Lisa Williams, co-founder + editor of TantrumXYZ, on why you shouldn’t lean until you wean
I’m going to have my hands full with the baby, I thought to myself. I will be so enraptured by the new arrival that I won’t care about the ‘mum tum’, I imagined. Most the baby weight will come off with the baby, I predicted. But then the baby arrived, and only one of the above came true. I DID have my hands full with the baby, as it happened, but the weight gain - only a quarter of which could be accounted for by my little newborn – bothered me immensely.
The first six weeks of my life as a mother were nearly unbearable. I was recovering from a c-section, which made me feel crumpled up and tender, as if the front of my body had been foreshortened by several inches which I was never going to get back. We had feeding issues which left me severely sleep-deprived and in so much pain I couldn’t bear even a bra or a bed sheet on top of me. I was so hunched over my shoulders would creak and fizz every time I stretched, and – as with all new parents – found the responsibility of keeping this beautiful, precious thing alive overwhelming. But I can’t deny that another factor in why that first stretch felt so long was the fact that I couldn’t do any exercise before getting the all-clear from my doctor at the six-week check.
I’ll point out now that I am not an obsessive exerciser or clean eater.

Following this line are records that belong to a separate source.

use crate::state::pane_state::Side;

/// Central action enum: all state mutations flow through here.
#[derive(Debug, Clone, PartialEq)]
pub enum Action {
    // Lifecycle
    Quit,
    Tick,
    Resize,

    // Scrolling the focused pane
    ScrollUp,
    ScrollDown,
    ScrollPageUp,
    ScrollPageDown,
    ScrollTop,
    ScrollBottom,
    ScrollLeft,
    ScrollRight,
    /// Mouse wheel over a specific pane, in rows.
    Wheel(Side, i32),

    // Focus
    SwitchFocus,

    // Hunks
    NextHunk,
    PrevHunk,

    // Documents
    Reload,
    CopyHunk,
    CopyDocument,

    // Display
    NextTheme,
    PrevTheme,
    ToggleConnectors,
    ToggleHints,
}
use std::sync::Arc;

use crate::highlight::Highlight;

use super::engine::{compute_diff, DiffOptions};
use super::model::DiffModel;

#[derive(Debug, Clone, PartialEq, Eq)]
struct DiffKey {
    original: String,
    modified: String,
    language: String,
}

/// Single-entry memo for the diff model, keyed by the input triple.
///
/// The view only ever shows one diff, so one slot is enough: a changed key
/// replaces the previous model entirely.
#[derive(Default)]
pub struct DiffCache {
    entry: Option<(DiffKey, Arc<DiffModel>)>,
    options: DiffOptions,
}

impl DiffCache {
    pub fn new(options: DiffOptions) -> Self {
        Self {
            entry: None,
            options,
        }
    }

    pub fn get_or_compute(
        &mut self,
        original: &str,
        modified: &str,
        language: &str,
        highlighter: &dyn Highlight,
    ) -> Arc<DiffModel> {
        if let Some((key, model)) = &self.entry {
            if key.original == original && key.modified == modified && key.language == language {
                tracing::trace!("diff cache hit");
                return Arc::clone(model);
            }
        }

        let model = Arc::new(compute_diff(
            original,
            modified,
            language,
            highlighter,
            &self.options,
        ));
        self.entry = Some((
            DiffKey {
                original: original.to_string(),
                modified: modified.to_string(),
                language: language.to_string(),
            },
            Arc::clone(&model),
        ));
        model
    }
}

#[cfg(test)]
mod tests {
    use std::cell::Cell;

    use super::*;
    use crate::highlight::Markup;

    /// Counts how many documents it was asked to highlight.
    struct CountingHighlighter {
        calls: Cell<usize>,
    }

    impl Highlight for CountingHighlighter {
        fn highlight(&self, line: &str, _grammar: &str) -> Markup {
            Markup::plain(line)
        }

        fn highlight_document(&self, lines: &[&str], _grammar: &str) -> Vec<Markup> {
            self.calls.set(self.calls.get() + 1);
            lines.iter().map(|l| Markup::plain(l)).collect()
        }
    }

    #[test]
    fn test_same_key_reuses_model() {
        let hl = CountingHighlighter {
            calls: Cell::new(0),
        };
        let mut cache = DiffCache::new(DiffOptions::default());
        let first = cache.get_or_compute("a\nb", "a\nc", "rust", &hl);
        let second = cache.get_or_compute("a\nb", "a\nc", "rust", &hl);
        assert!(Arc::ptr_eq(&first, &second));
        assert_eq!(hl.calls.get(), 2);
    }

    #[test]
    fn test_changed_key_recomputes() {
        let hl = CountingHighlighter {
            calls: Cell::new(0),
        };
        let mut cache = DiffCache::new(DiffOptions::default());
        let first = cache.get_or_compute("a", "b", "rust", &hl);
        let by_language = cache.get_or_compute("a", "b", "python", &hl);
        assert!(!Arc::ptr_eq(&first, &by_language));
        let by_content = cache.get_or_compute("a", "c", "python", &hl);
        assert!(!Arc::ptr_eq(&by_language, &by_content));
        assert_eq!(hl.calls.get(), 6);
    }
}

I like swimming, running and yoga, but team sports feature in my nightmares, and I’d do almost anything for sugar. But I am vain, and the combination of a soft, swelling belly and those waist-high Sloggi pants made me feel as if I was Obelix to my pre-pregnancy Asterix. I’d look at my little underwear sets and non-maternity clothes like artefacts from a lost civilisation. I’d berate family for bringing over too much cake (knowing full well I’d be the one to devour the lot), and the long breastfeeds and continual sofa-dwelling got me down. I’d see someone jog past me on a warm summer evening and think, ‘She’s free.’

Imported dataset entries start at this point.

use std::collections::VecDeque;

/// Height of one diff line in scroll units. Terminal panes scroll by rows.
pub const LINE_HEIGHT: f64 = 1.0;

#[derive(Debug, Clone, Copy, PartialEq, Eq, Hash)]
pub enum Side {
    Left,
    Right,
}

impl Side {
    pub fn other(self) -> Self {
        match self {
            Side::Left => Side::Right,
            Side::Right => Side::Left,
        }
    }

    pub fn is_left(self) -> bool {
        self == Side::Left
    }
}

/// Emitted whenever a pane's scroll offset actually changes, whether the
/// user moved it or another component wrote to it.
#[derive(Debug, Clone, Copy, PartialEq, Eq)]
pub struct ScrollEvent {
    pub side: Side,
}

/// Scroll geometry of one pane, in rows and columns.
#[derive(Debug, Clone, Default, PartialEq)]
pub struct Pane {
    scroll_top: f64,
    scroll_left: f64,
    content_height: f64,
    viewport_height: f64,
    content_width: f64,
    viewport_width: f64,
}

impl Pane {
    pub fn scroll_top(&self) -> f64 {
        self.scroll_top
    }

    pub fn scroll_left(&self) -> f64 {
        self.scroll_left
    }

    /// First fully visible row.
    pub fn first_row(&self) -> usize {
        self.scroll_top.floor().max(0.0) as usize
    }

    pub fn first_column(&self) -> usize {
        self.scroll_left.floor().max(0.0) as usize
    }

    pub fn viewport_height(&self) -> f64 {
        self.viewport_height
    }

    /// Largest valid `scroll_top`.
    pub fn scrollable_height(&self) -> f64 {
        (self.content_height - self.viewport_height).max(0.0)
    }

    pub fn scrollable_width(&self) -> f64 {
        (self.content_width - self.viewport_width).max(0.0)
    }

    fn clamp_top(&self, top: f64) -> f64 {
        if top.is_finite() {
            top.clamp(0.0, self.scrollable_height())
        } else {
            0.0
        }
    }

    fn clamp_left(&self, left: f64) -> f64 {
        if left.is_finite() {
            left.clamp(0.0, self.scrollable_width())
        } else {
            0.0
        }
    }
}

/// The original (left) and modified (right) panes plus the queue of scroll
/// events their writes produce.
#[derive(Debug, Default)]
pub struct PanePair {
    left: Pane,
    right: Pane,
    events: VecDeque<ScrollEvent>,
}

impl PanePair {
    pub fn new() -> Self {
        Self::default()
    }

    pub fn pane(&self, side: Side) -> &Pane {
        match side {
            Side::Left => &self.left,
            Side::Right => &self.right,
        }
    }

    fn pane_mut(&mut self, side: Side) -> &mut Pane {
        match side {
            Side::Left => &mut self.left,
            Side::Right => &mut self.right,
        }
    }

    /// Update content and viewport sizes. Offsets are re-clamped without
    /// emitting events.
    pub fn set_geometry(
        &mut self,
        side: Side,
        content: (f64, f64),
        viewport: (f64, f64),
    ) {
        let pane = self.pane_mut(side);
        pane.content_height = content.0.max(0.0);
        pane.content_width = content.1.max(0.0);
        pane.viewport_height = viewport.0.max(0.0);
        pane.viewport_width = viewport.1.max(0.0);
        pane.scroll_top = pane.clamp_top(pane.scroll_top);
        pane.scroll_left = pane.clamp_left(pane.scroll_left);
    }

    /// Set the vertical offset. Queues a [`ScrollEvent`] if it changed.
    pub fn scroll_to(&mut self, side: Side, top: f64) -> bool {
        let pane = self.pane_mut(side);
        let top = pane.clamp_top(top);
        if top == pane.scroll_top {
            return false;
        }
        pane.scroll_top = top;
        self.events.push_back(ScrollEvent { side });
        true
    }

    pub fn scroll_by(&mut self, side: Side, delta: f64) -> bool {
        let top = self.pane(side).scroll_top + delta;
        self.scroll_to(side, top)
    }

    /// Set the horizontal offset. Queues a [`ScrollEvent`] if it changed.
    pub fn scroll_left_to(&mut self, side: Side, left: f64) -> bool {
        let pane = self.pane_mut(side);
        let left = pane.clamp_left(left);
        if left == pane.scroll_left {
            return false;
        }
        pane.scroll_left = left;
        self.events.push_back(ScrollEvent { side });
        true
    }

    pub fn next_event(&mut self) -> Option<ScrollEvent> {
        self.events.pop_front()
    }
}

#[cfg(test)]
mod tests {
    use super::*;

    fn pair(rows: f64, viewport: f64) -> PanePair {
        let mut panes = PanePair::new();
        for side in [Side::Left, Side::Right] {
            panes.set_geometry(side, (rows, 80.0), (viewport, 40.0));
        }
        panes
    }

    #[test]
    fn test_scroll_clamps_to_content() {
        let mut panes = pair(100.0, 20.0);
        panes.scroll_to(Side::Left, 500.0);
        assert_eq!(panes.pane(Side::Left).scroll_top(), 80.0);
        panes.scroll_to(Side::Left, -3.0);
        assert_eq!(panes.pane(Side::Left).scroll_top(), 0.0);
        panes.scroll_to(Side::Left, f64::NAN);
        assert_eq!(panes.pane(Side::Left).scroll_top(), 0.0);
    }

    #[test]
    fn test_only_changes_emit_events() {
        let mut panes = pair(100.0, 20.0);
        assert!(panes.scroll_to(Side::Right, 10.0));
        assert!(!panes.scroll_to(Side::Right, 10.0));
        assert_eq!(panes.next_event(), Some(ScrollEvent { side: Side::Right }));
        assert_eq!(panes.next_event(), None);
    }

    #[test]
    fn test_short_content_cannot_scroll() {
        let mut panes = pair(5.0, 20.0);
        assert_eq!(panes.pane(Side::Left).scrollable_height(), 0.0);
        assert!(!panes.scroll_by(Side::Left, 3.0));
        assert_eq!(panes.next_event(), None);
    }

    #[test]
    fn test_geometry_reclamps_silently() {
        let mut panes = pair(100.0, 20.0);
        panes.scroll_to(Side::Left, 70.0);
        panes.next_event();
        panes.set_geometry(Side::Left, (50.0, 80.0), (20.0, 40.0));
        assert_eq!(panes.pane(Side::Left).scroll_top(), 30.0);
        assert_eq!(panes.next_event(), None);
    }

    #[test]
    fn test_horizontal_scroll() {
        let mut panes = pair(100.0, 20.0);
        assert!(panes.scroll_left_to(Side::Left, 15.0));
        assert_eq!(panes.pane(Side::Left).first_column(), 15);
        panes.scroll_left_to(Side::Left, 1000.0);
        assert_eq!(panes.pane(Side::Left).scroll_left(), 40.0);
    }
}
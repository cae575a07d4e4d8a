//! Deferred work that runs at the start of the next UI frame.
//!
//! A frame is one pass of the app loop. Callers request a task, keep the
//! returned handle, and cancel it before requesting again so that each
//! concern has at most one task in flight.

#[derive(Debug, Clone, Copy, PartialEq, Eq, Hash)]
pub struct FrameHandle(u64);

/// Work the app loop knows how to run on a frame boundary.
#[derive(Debug, Clone, Copy, PartialEq, Eq)]
pub enum FrameTask {
    /// Return the scroll synchronizer to idle.
    ReleaseScrollLock,
    /// Repaint the connector gutter.
    PaintConnectors,
    /// Jump to the first hunk once the initial layout exists.
    RevealFirstHunk,
}

#[derive(Debug)]
pub struct FrameScheduler<T> {
    next_id: u64,
    pending: Vec<(FrameHandle, T)>,
}

impl<T> Default for FrameScheduler<T> {
    fn default() -> Self {
        Self::new()
    }
}

impl<T> FrameScheduler<T> {
    pub fn new() -> Self {
        Self {
            next_id: 0,
            pending: Vec::new(),
        }
    }

    pub fn request(&mut self, task: T) -> FrameHandle {
        self.next_id += 1;
        let handle = FrameHandle(self.next_id);
        self.pending.push((handle, task));
        handle
    }

    /// Drop a task that has not run yet. Returns false if it already ran or
    /// was cancelled.
    pub fn cancel(&mut self, handle: FrameHandle) -> bool {
        let before = self.pending.len();
        self.pending.retain(|(h, _)| *h != handle);
        self.pending.len() != before
    }

    pub fn is_pending(&self, handle: FrameHandle) -> bool {
        self.pending.iter().any(|(h, _)| *h == handle)
    }

    pub fn len(&self) -> usize {
        self.pending.len()
    }

    pub fn is_empty(&self) -> bool {
        self.pending.is_empty()
    }

    /// Take every task due this frame, in request order. Tasks requested
    /// while handling these land in the next frame.
    pub fn drain(&mut self) -> Vec<T> {
        std::mem::take(&mut self.pending)
            .into_iter()
            .map(|(_, task)| task)
            .collect()
    }
}

/// Holds the handle of the single in-flight task for one concern.
#[derive(Debug, Default)]
pub struct FrameSlot {
    handle: Option<FrameHandle>,
}

impl FrameSlot {
    /// Cancel the previous request (if still pending) and request `task`.
    pub fn schedule<T>(&mut self, scheduler: &mut FrameScheduler<T>, task: T) {
        self.cancel(scheduler);
        self.handle = Some(scheduler.request(task));
    }

    pub fn cancel<T>(&mut self, scheduler: &mut FrameScheduler<T>) {
        if let Some(handle) = self.handle.take() {
            scheduler.cancel(handle);
        }
    }

    /// Mark the task as run.
    pub fn fired(&mut self) {
        self.handle = None;
    }

    pub fn is_pending(&self) -> bool {
        self.handle.is_some()
    }
}

#[cfg(test)]
mod tests {
    use super::*;

    #[test]
    fn test_drain_in_request_order() {
        let mut frames = FrameScheduler::new();
        frames.request(FrameTask::PaintConnectors);
        frames.request(FrameTask::ReleaseScrollLock);
        assert_eq!(
            frames.drain(),
            vec![FrameTask::PaintConnectors, FrameTask::ReleaseScrollLock]
        );
        assert!(frames.is_empty());
    }

    #[test]
    fn test_cancel_removes_only_that_task() {
        let mut frames = FrameScheduler::new();
        let a = frames.request(1);
        let b = frames.request(2);
        assert!(frames.cancel(a));
        assert!(!frames.cancel(a));
        assert!(frames.is_pending(b));
        assert_eq!(frames.drain(), vec![2]);
    }

    #[test]
    fn test_slot_keeps_one_task_in_flight() {
        let mut frames = FrameScheduler::new();
        let mut slot = FrameSlot::default();
        for _ in 0..5 {
            slot.schedule(&mut frames, FrameTask::PaintConnectors);
        }
        assert_eq!(frames.len(), 1);
        assert!(slot.is_pending());
        assert_eq!(frames.drain(), vec![FrameTask::PaintConnectors]);
        slot.fired();
        assert!(!slot.is_pending());
    }

    #[test]
    fn test_slot_cancel() {
        let mut frames = FrameScheduler::new();
        let mut slot = FrameSlot::default();
        slot.schedule(&mut frames, FrameTask::ReleaseScrollLock);
        slot.cancel(&mut frames);
        assert!(frames.is_empty());
        assert!(!slot.is_pending());
    }
}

And if that sounds melodramatic, it’s because it was. I feel sad for myself that I felt this way. I feel sad that I had pre-registered for buggy fit so that I could go the day after I got the all-clear. And I feel sad that the first time I left my baby with someone else, to buy holiday clothes because nothing fit, felt like a failure rather than a triumph.
Because the thing is, trying to lose weight during this time was a futile exercise. I can see now how important that rest and good food was at that early stage. Even the junk food had its purpose. Relatives brought cakes to show that they cared. Friends brought round lasagne and pulled pork so we didn’t need to think about dinner. Moving beyond the first six weeks, I bonded with new friends over cake while our babies fed and slept. I wish I had enjoyed the rich food and laziness of that time. I could have had a much better time. As it was, it took six months for me to start getting back into sustainable healthy habits and fit again.

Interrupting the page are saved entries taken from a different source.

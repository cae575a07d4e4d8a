pub mod app_state;
pub mod hunk_state;
pub mod pane_state;

pub use app_state::AppState;
pub use hunk_state::HunkNavigator;
pub use pane_state::{PanePair, Side};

As my son weaned, I taught myself what I was teaching him. He didn’t need processed sugar or added salt, just wholesome, tasty, healthy foods, eaten slowly and relished with every new flavour, texture and combination thereof. It felt wrong to sit there with a bakewell tart while he lapped up smashed carrots or popped blueberries into his mouth one by one. I also enjoyed the act of enjoying a meal together: whizzed-up pineapple and kale topped his Weetabix, then I’d add protein powder, flax and bran to make a smoothie for me. I’d make him porridge with whole milk, mango and Greek yoghurt, and realise it was a good, filling breakfast for me too. And by then he was old enough to sit up and laugh at me while I bounced around in buggy fit, and to have a proper bedtime, so I could do YouTube workouts after he had fallen asleep.
It felt right then, and it worked for me when everything before that hadn’t. If I have another baby, I’m going to be quite strict with myself. No Project Healthy Weight until Project Healthy Baby is six months old. Sure, I’ll do a yoga class before then, if I fancy it, but I will also enjoy a cake. And the big pants will stay as long as they need to because, let’s face it, they’re really comfortable.